Israel has re-opened its border to United Nations vehicles from southern Lebanon, following a thirty-six hour ban.
Israel has re-opened its border to United Nations vehicles from southern Lebanon, following a thirty-six hour ban. The decision to close the border was taken shortly after a senior United Nations officer was charged with smuggling arms into Israel for Palestinian guerrillas. A Jerusalem magistrate remanded Nigerian Army Colonel Alfred Gom for fifteen days, while further investigations are carried out. At a news conference in Jerusalem on Sunday (17 June), a police spokesman showed journalists the arms and ammunition which had allegedly been discovered in Colonel Gom's car.
SYNOPSIS: Israel closed its northern border with Lebanon on Saturday (16 June). On Monday (18 June), it was decided to re-open the border, but a Cabinet spokesman told newsmen in Jerusalem that all vehicles serving with the United Nations would be carefully searched before they were allowed to enter Israeli territory.
The instructions were carried out to the letter and even high-ranking United Nations officers had their vehicles checked. Israel then lodged a strong protest with United Nations headquarters in New York. The Israelis accused the peacekeeping units of serving as a cover for co-operation with Arab guerrillas.

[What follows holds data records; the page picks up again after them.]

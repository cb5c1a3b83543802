//! C1: RobustTransport — HTTP client wrapping GET/POST with retry,
//! exponential backoff, and a per-host circuit breaker (spec §4.1).

mod circuit_breaker;

pub use circuit_breaker::{CircuitBreakerConfig, CircuitBreakerMetrics, CircuitBreakerRegistry};

use crate::error::{OrchestratorError, Result};
use crate::models::CircuitState;
use reqwest::{Client, Method};
use std::time::Duration;
use tracing::{debug, warn};
use url::Url;

#[derive(Debug, Clone)]
pub struct TransportConfig {
    pub per_request_timeout: Duration,
    pub max_attempts: u32,
    pub backoff_base: Duration,
    pub backoff_cap: Duration,
}

impl Default for TransportConfig {
    fn default() -> Self {
        Self {
            per_request_timeout: Duration::from_secs(
                crate::constants::TRANSPORT_PER_REQUEST_TIMEOUT_SECONDS,
            ),
            max_attempts: crate::constants::TRANSPORT_MAX_ATTEMPTS,
            backoff_base: Duration::from_secs(crate::constants::TRANSPORT_BACKOFF_BASE_SECONDS),
            backoff_cap: Duration::from_secs(crate::constants::TRANSPORT_BACKOFF_CAP_SECONDS),
        }
    }
}

pub struct RobustTransport {
    client: Client,
    config: TransportConfig,
    breaker: CircuitBreakerRegistry,
}

impl RobustTransport {
    pub fn new(config: TransportConfig, breaker_config: CircuitBreakerConfig) -> Result<Self> {
        let client = Client::builder()
            .timeout(config.per_request_timeout)
            .build()
            .map_err(OrchestratorError::Reqwest)?;

        Ok(Self {
            client,
            config,
            breaker: CircuitBreakerRegistry::new(breaker_config),
        })
    }

    pub async fn get(&self, url: &str, headers: &[(&str, &str)]) -> Result<ResponseBody> {
        self.request(Method::GET, url, headers, None, None).await
    }

    pub async fn post(
        &self,
        url: &str,
        headers: &[(&str, &str)],
        body: serde_json::Value,
        timeout_override: Option<Duration>,
    ) -> Result<ResponseBody> {
        self.request(Method::POST, url, headers, Some(body), timeout_override)
            .await
    }

    /// Operator-triggered manual circuit reset for a host (spec §4.1).
    pub async fn reset(&self, host: &str, port: u16) {
        self.breaker.reset(host, port).await;
    }

    pub async fn circuit_snapshot(&self, host: &str, port: u16) -> CircuitState {
        self.breaker.snapshot(host, port).await
    }

    /// Circuit breaker metrics snapshot for a host, mirroring the base
    /// crate's `CircuitBreaker::get_metrics` (SPEC_FULL.md §11).
    pub async fn metrics(&self, host: &str, port: u16) -> CircuitBreakerMetrics {
        self.breaker.metrics(host, port).await
    }

    async fn request(
        &self,
        method: Method,
        url: &str,
        headers: &[(&str, &str)],
        body: Option<serde_json::Value>,
        timeout_override: Option<Duration>,
    ) -> Result<ResponseBody> {
        let parsed = Url::parse(url)
            .map_err(|e| OrchestratorError::ConnectionFailed(format!("invalid url {url}: {e}")))?;
        let host = parsed.host_str().unwrap_or_default().to_string();
        let port = parsed.port_or_known_default().unwrap_or(80);

        if self.breaker.check(&host, port).await.is_err() {
            return Err(OrchestratorError::CircuitOpen { host, port });
        }

        let mut last_error: Option<OrchestratorError> = None;

        for attempt in 1..=self.config.max_attempts {
            let mut req = self
                .client
                .request(method.clone(), url)
                .timeout(timeout_override.unwrap_or(self.config.per_request_timeout));
            for (k, v) in headers {
                req = req.header(*k, *v);
            }
            if let Some(ref b) = body {
                req = req.json(b);
            }

            match req.send().await {
                Ok(response) => {
                    let status = response.status();
                    if status.is_success() {
                        self.breaker.record_success(&host, port).await;
                        let text = response.text().await.unwrap_or_default();
                        return Ok(ResponseBody {
                            status: status.as_u16(),
                            body: text,
                        });
                    }

                    let text = response.text().await.unwrap_or_default();
                    let err = OrchestratorError::HttpError {
                        status: status.as_u16(),
                        body: text,
                    };

                    if status.as_u16() == 401 {
                        // Unauthorized is not retried (spec §7) and does not
                        // count against the circuit breaker as a transport
                        // failure.
                        return Err(OrchestratorError::Unauthorized);
                    }

                    if !err.is_retryable() || attempt == self.config.max_attempts {
                        self.breaker.record_failure(&host, port).await;
                        return Err(err);
                    }

                    last_error = Some(err);
                }
                Err(e) => {
                    let err = if e.is_timeout() {
                        OrchestratorError::Timeout
                    } else {
                        OrchestratorError::ConnectionFailed(e.to_string())
                    };

                    if attempt == self.config.max_attempts {
                        self.breaker.record_failure(&host, port).await;
                        return Err(OrchestratorError::TransportExhausted {
                            attempts: attempt,
                            last_error: err.to_string(),
                        });
                    }

                    last_error = Some(err);
                }
            }

            let delay = self.backoff_delay(attempt);
            debug!(attempt, ?delay, url, "retrying request after backoff");
            tokio::time::sleep(delay).await;
        }

        self.breaker.record_failure(&host, port).await;
        let last = last_error
            .map(|e| e.to_string())
            .unwrap_or_else(|| "unknown error".to_string());
        warn!(url, last, "transport exhausted all attempts");
        Err(OrchestratorError::TransportExhausted {
            attempts: self.config.max_attempts,
            last_error: last,
        })
    }

    /// `base * 2^(attempt-1)`, capped at `backoff_cap` (spec §4.1).
    fn backoff_delay(&self, attempt: u32) -> Duration {
        let factor = 2u32.saturating_pow(attempt.saturating_sub(1));
        let millis = self.config.backoff_base.as_millis() as u64 * factor as u64;
        Duration::from_millis(millis).min(self.config.backoff_cap)
    }
}

#[derive(Debug, Clone)]
pub struct ResponseBody {
    pub status: u16,
    pub body: String,
}

impl ResponseBody {
    pub fn json<T: serde::de::DeserializeOwned>(&self) -> Result<T> {
        serde_json::from_str(&self.body).map_err(OrchestratorError::Serialization)
    }
}

#[cfg(test)]
mod tests {
    use super::*;

    #[test]
    fn backoff_delay_doubles_and_caps() {
        let transport = RobustTransport::new(TransportConfig::default(), CircuitBreakerConfig::default())
            .unwrap();
        assert_eq!(transport.backoff_delay(1), Duration::from_secs(2));
        assert_eq!(transport.backoff_delay(2), Duration::from_secs(4));
        assert_eq!(transport.backoff_delay(3), Duration::from_secs(8));
        assert_eq!(transport.backoff_delay(10), Duration::from_secs(30));
    }

    #[tokio::test]
    async fn get_against_unreachable_host_exhausts_transport() {
        let config = TransportConfig {
            per_request_timeout: Duration::from_millis(200),
            max_attempts: 2,
            backoff_base: Duration::from_millis(1),
            backoff_cap: Duration::from_millis(5),
        };
        let transport = RobustTransport::new(config, CircuitBreakerConfig::default()).unwrap();
        let result = transport.get("http://127.0.0.1:1/health", &[]).await;
        assert!(result.is_err());
    }

    #[tokio::test]
    async fn circuit_opens_after_threshold_failures() {
        let breaker_config = CircuitBreakerConfig {
            failure_threshold: 2,
            cooldown: Duration::from_secs(60),
        };
        let config = TransportConfig {
            per_request_timeout: Duration::from_millis(100),
            max_attempts: 1,
            backoff_base: Duration::from_millis(1),
            backoff_cap: Duration::from_millis(5),
        };
        let transport = RobustTransport::new(config, breaker_config).unwrap();

        for _ in 0..2 {
            let _ = transport.get("http://127.0.0.1:2/health", &[]).await;
        }

        let result = transport.get("http://127.0.0.1:2/health", &[]).await;
        assert!(matches!(result, Err(OrchestratorError::CircuitOpen { .. })));
    }
}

The Israelis say the explosives found in the U.N. officer's car could have caused the murder of innocent civilians if guerrillas had used them in operations inside the country. The UNIFIL forces were assigned to southern Lebanon following Israel's invasion of the area fifteen months ago, and relations between the two have always ben cool. Meanwhile, the United Nations says it hopes that "isolated incidents" will not affect its relationship with the people and authorities in Israel.